The ‘Mission 1.5, a campaign’ was launched in New York on February 14, 2020 with the purpose of bringing the people closer to their governments with their suggested and even ambitious climate action plans.
Under this campaign, the UNDP released a new mobile game called Mission 1.5 that is intended to educate global citizens about climate change and let them vote on possible solutions.
The game targets 20 million people around the globe.
The game takes players through the different sectors of the economy that are contributing the most to climate change, such as transportation, energy, and agriculture. It also introduces them to ways to reduce gas emissions, such as by improving urban planning and transportation, using renewable energy sources, and eating plant-based diets.

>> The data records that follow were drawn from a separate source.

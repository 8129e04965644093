use crate::{
    error::{AppError, Result},
    models::{ApiResponse, CreateItAccountRequest, Department, ItAccount},
};
use reqwest::{Client, RequestBuilder};
use serde::{de::DeserializeOwned, Serialize};
use std::time::Duration;
use thiserror::Error;
use tracing::debug;
use url::Url;

pub const NETWORK_ERROR_MESSAGE: &str =
    "Network error: Unable to reach the server. Please check your connection.";

const STATUS_FALLBACK_PREFIX: &str = "API request failed with status";

/// Failure of a backend call. `status` is 0 when no HTTP response arrived.
#[derive(Debug, Clone, PartialEq, Eq, Error)]
#[error("{message}")]
pub struct ApiError {
    pub status: u16,
    pub message: String,
}

impl ApiError {
    pub fn new(status: u16, message: impl Into<String>) -> Self {
        Self {
            status,
            message: message.into(),
        }
    }

    pub fn is_network(&self) -> bool {
        self.status == 0
    }

    /// A non-2xx response whose body carried no error message, typically a
    /// proxy answering while the backend is down.
    pub fn is_unexplained(&self) -> bool {
        self.status != 0 && self.message.starts_with(STATUS_FALLBACK_PREFIX)
    }

    fn from_transport(err: reqwest::Error) -> Self {
        if err.is_timeout() {
            Self::new(0, "Request timed out")
        } else if err.is_connect() {
            Self::new(0, NETWORK_ERROR_MESSAGE)
        } else if err.is_request() {
            Self::new(0, err.to_string())
        } else {
            Self::new(500, "Unexpected error occurred")
        }
    }
}

/// JSON client for the admin backend.
#[derive(Debug, Clone)]
pub struct ApiClient {
    http: Client,
    base_url: Url,
}

impl ApiClient {
    pub fn new(base_url: &str, timeout: Duration) -> Result<Self> {
        let mut base_url = Url::parse(base_url)
            .map_err(|e| AppError::validation(&format!("Invalid API base URL {}: {}", base_url, e)))?;
        if !base_url.path().ends_with('/') {
            let path = format!("{}/", base_url.path());
            base_url.set_path(&path);
        }

        let http = Client::builder()
            .timeout(timeout)
            .build()
            .map_err(|e| AppError::internal(&format!("Failed to build HTTP client: {}", e)))?;

        Ok(Self { http, base_url })
    }

    fn endpoint(&self, path: &str) -> std::result::Result<Url, ApiError> {
        self.base_url
            .join(path.trim_start_matches('/'))
            .map_err(|e| ApiError::new(0, format!("Invalid endpoint {}: {}", path, e)))
    }

    pub async fn get<T: DeserializeOwned>(&self, path: &str) -> std::result::Result<T, ApiError> {
        let url = self.endpoint(path)?;
        debug!("GET {}", url);
        self.send(self.http.get(url)).await
    }

    pub async fn post<B, T>(&self, path: &str, body: &B) -> std::result::Result<T, ApiError>
    where
        B: Serialize + ?Sized,
        T: DeserializeOwned,
    {
        let url = self.endpoint(path)?;
        debug!("POST {}", url);
        self.send(self.http.post(url).json(body)).await
    }

    async fn send<T: DeserializeOwned>(
        &self,
        request: RequestBuilder,
    ) -> std::result::Result<T, ApiError> {
        let response = request.send().await.map_err(ApiError::from_transport)?;
        let status = response.status().as_u16();

        if !response.status().is_success() {
            let body = response.json::<ApiResponse<serde_json::Value>>().await.ok();
            let message = body
                .and_then(|b| b.error_message())
                .unwrap_or_else(|| format!("{} {}", STATUS_FALLBACK_PREFIX, status));
            return Err(ApiError::new(status, message));
        }

        let body: ApiResponse<T> = response
            .json()
            .await
            .map_err(|e| {
                if e.is_timeout() {
                    ApiError::from_transport(e)
                } else {
                    ApiError::new(500, "Unexpected error occurred")
                }
            })?;

        if !body.success {
            let message = body
                .error_message()
                .unwrap_or_else(|| "Request was not successful".to_string());
            return Err(ApiError::new(status, message));
        }

        body.data
            .ok_or_else(|| ApiError::new(500, "Response did not include data"))
    }

    pub async fn list_it_accounts(&self) -> std::result::Result<Vec<ItAccount>, ApiError> {
        self.get("/api/it-accounts").await
    }

    pub async fn list_departments(&self) -> std::result::Result<Vec<Department>, ApiError> {
        self.get("/api/departments").await
    }

    pub async fn create_it_account(
        &self,
        request: &CreateItAccountRequest,
    ) -> std::result::Result<ItAccount, ApiError> {
        self.post("/api/it-accounts", request).await
    }
}
impl Dashboard {
    pub fn new(
        backend: Arc<dyn DashboardBackend>,
        store: Arc<NotificationStore>,
        poll_interval: Duration,
    ) -> Self {
        let (snapshot, _) = watch::channel(DashboardSnapshot::default());
        Self {
            backend,
            store,
            poll_interval,
            snapshot,
            refresh_requested: Notify::new(),
        }
    }

    pub fn subscribe(&self) -> watch::Receiver<DashboardSnapshot> {
        self.snapshot.subscribe()
    }

    pub fn snapshot(&self) -> DashboardSnapshot {
        self.snapshot.borrow().clone()
    }

    /// Asks the running loop for a full refresh. Requests made while a
    /// refresh is already running collapse into one follow-up refresh.
    pub fn request_refresh(&self) {
        self.refresh_requested.notify_one();
    }

    /// Opens the IT account form for a pending notification.
    ///
    /// The notification stays pending; only a completed setup marks it.
    pub fn select(&self, notification_id: &str) -> Option<ItAccountDraft> {
        let notification = self
            .store
            .get(notification_id)
            .filter(Notification::is_pending)?;
        info!(
            "Opening IT setup for {} ({})",
            notification.employee_name, notification.employee_id
        );
        Some(ItAccountDraft::from(&notification))
    }

    /// Runs until `shutdown` is cancelled.
    pub async fn run(
        self: Arc<Self>,
        mut visibility: watch::Receiver<Visibility>,
        shutdown: CancellationToken,
    ) {
        info!("IT dashboard started, polling every {:?}", self.poll_interval);
        visibility.borrow_and_update();

        tokio::select! {
            _ = shutdown.cancelled() => {
                self.stop();
                return;
            }
            _ = self.load_all() => {}
        }

        let mut ticker = time::interval_at(Instant::now() + self.poll_interval, self.poll_interval);
        ticker.set_missed_tick_behavior(MissedTickBehavior::Delay);
        let mut visibility_open = true;

        loop {
            let trigger = tokio::select! {
                _ = shutdown.cancelled() => break,
                _ = ticker.tick() => {
                    if !visibility.borrow().is_visible() {
                        debug!("Dashboard hidden, skipping poll");
                        continue;
                    }
                    RefreshTrigger::Timer
                }
                changed = visibility.changed(), if visibility_open => {
                    if changed.is_err() {
                        // sender gone: keep the last known state for good
                        visibility_open = false;
                        continue;
                    }
                    if !visibility.borrow_and_update().is_visible() {
                        continue;
                    }
                    RefreshTrigger::Visible
                }
                _ = self.refresh_requested.notified() => RefreshTrigger::Manual,
            };

            debug!("Dashboard refresh triggered by {:?}", trigger);
            tokio::select! {
                _ = shutdown.cancelled() => break,
                _ = self.refresh(trigger) => {}
            }

            // whatever happened during the refresh is already covered by it
            ticker.reset();
            visibility.borrow_and_update();
        }

        self.stop();
    }

    fn stop(&self) {
        self.snapshot.send_modify(|s| s.is_refreshing = false);
        info!("IT dashboard stopped");
    }

    /// Mount-time load: accounts and departments in parallel, then the local queue.
    async fn load_all(&self) {
        self.snapshot.send_modify(|s| s.is_refreshing = true);
        futures::join!(self.load_it_records(), self.load_departments());
        self.load_pending();
        self.snapshot.send_modify(|s| s.is_refreshing = false);
    }

    async fn refresh(&self, trigger: RefreshTrigger) {
        match trigger {
            RefreshTrigger::Manual => self.load_all().await,
            RefreshTrigger::Timer | RefreshTrigger::Visible => {
                self.load_it_records().await;
                self.load_pending();
            }
        }
    }

    async fn load_it_records(&self) {
        match self.backend.fetch_it_accounts().await {
            Ok(records) => {
                debug!("Loaded {} IT accounts", records.len());
                self.snapshot.send_modify(|s| {
                    s.records = records;
                    s.last_error = None;
                    s.last_updated = Some(Utc::now());
                });
            }
            Err(e) => {
                warn!("Failed to load IT records: {}", e);
                let message = if e.is_network() || e.is_unexplained() {
                    SERVER_RESTARTING_MESSAGE.to_string()
                } else {
                    e.message
                };
                self.snapshot.send_modify(|s| s.last_error = Some(message));
            }
        }
    }

    async fn load_departments(&self) {
        match self.backend.fetch_departments().await {
            Ok(departments) => self.snapshot.send_modify(|s| s.departments = departments),
            Err(e) => warn!("Failed to load departments, keeping previous list: {}", e),
        }
    }

    fn load_pending(&self) {
        let pending = self.store.list_pending();
        self.snapshot.send_modify(|s| s.pending = reconcile(pending, &s.records));
    }
}
use std::sync::Arc;
use tracing::info;
use tracing_subscriber::{layer::SubscriberExt, util::SubscriberInitExt};

use it_desk::{config::Config, routes, services::Database, state::AppState};

#[tokio::main]
async fn main() -> anyhow::Result<()> {
    dotenv::dotenv().ok();

    // 初始化日志
    tracing_subscriber::registry()
        .with(tracing_subscriber::EnvFilter::new(
            std::env::var("LOG_LEVEL").unwrap_or_else(|_| "it_desk=debug,tower_http=debug".into()),
        ))
        .with(tracing_subscriber::fmt::layer())
        .init();

    info!("Starting IT Desk service...");

    // 加载配置
    let config = Config::from_env()?;
    if config.is_production() {
        info!("Running in production mode");
    }

    // 数据库不可用时依然启动，数据接口返回 503
    let db = Arc::new(Database::new(&config).await);

    // 创建应用状态
    let app_state = Arc::new(AppState::new(config.clone(), db).await?);
    let app = routes::build_app(app_state);

    // 启动主服务器
    let addr = format!("{}:{}", config.server_host, config.server_port);
    info!("Starting server on http://{}", addr);

    axum::Server::bind(&addr.parse()?)
        .serve(app.into_make_service())
        .with_graceful_shutdown(async {
            tokio::signal::ctrl_c().await.ok();
            info!("Shutdown signal received");
        })
        .await?;

    Ok(())
}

Pluc creator, Divvyesh, who is a pro gamer, reviewed the game.
“The graphics are interesting, and they really educate users on different aspects of climate change”, said Divvyesh.
In this game, the players are asked questions about solutions for climate change in different fields such as green economy, fossil fuels, corporate responsibility, and others.
The questions have three options for answers — while one of the three is usually an answer that is obviously against progress towards appropriate climate action, the other two are more nuanced. And based on the answer one picks, they’re awarded either 700 points or 1,000 points.
“The game is not for just young kids, the organizers reiterated that this game can be played by anyone around the world, irrespective of their age and location,” added Divvyesh.
“After every level, the game tells us if our answers are leading us to save the earth or not. It’s a really interesting way to educate people on climate change because it addresses policy as well as the personal behavior of the general public,” he said.
“Being a gamer the normal tendency may be to rate it but one needs to look at the larger cause that needs to be espoused to the world to save this planet,” he added.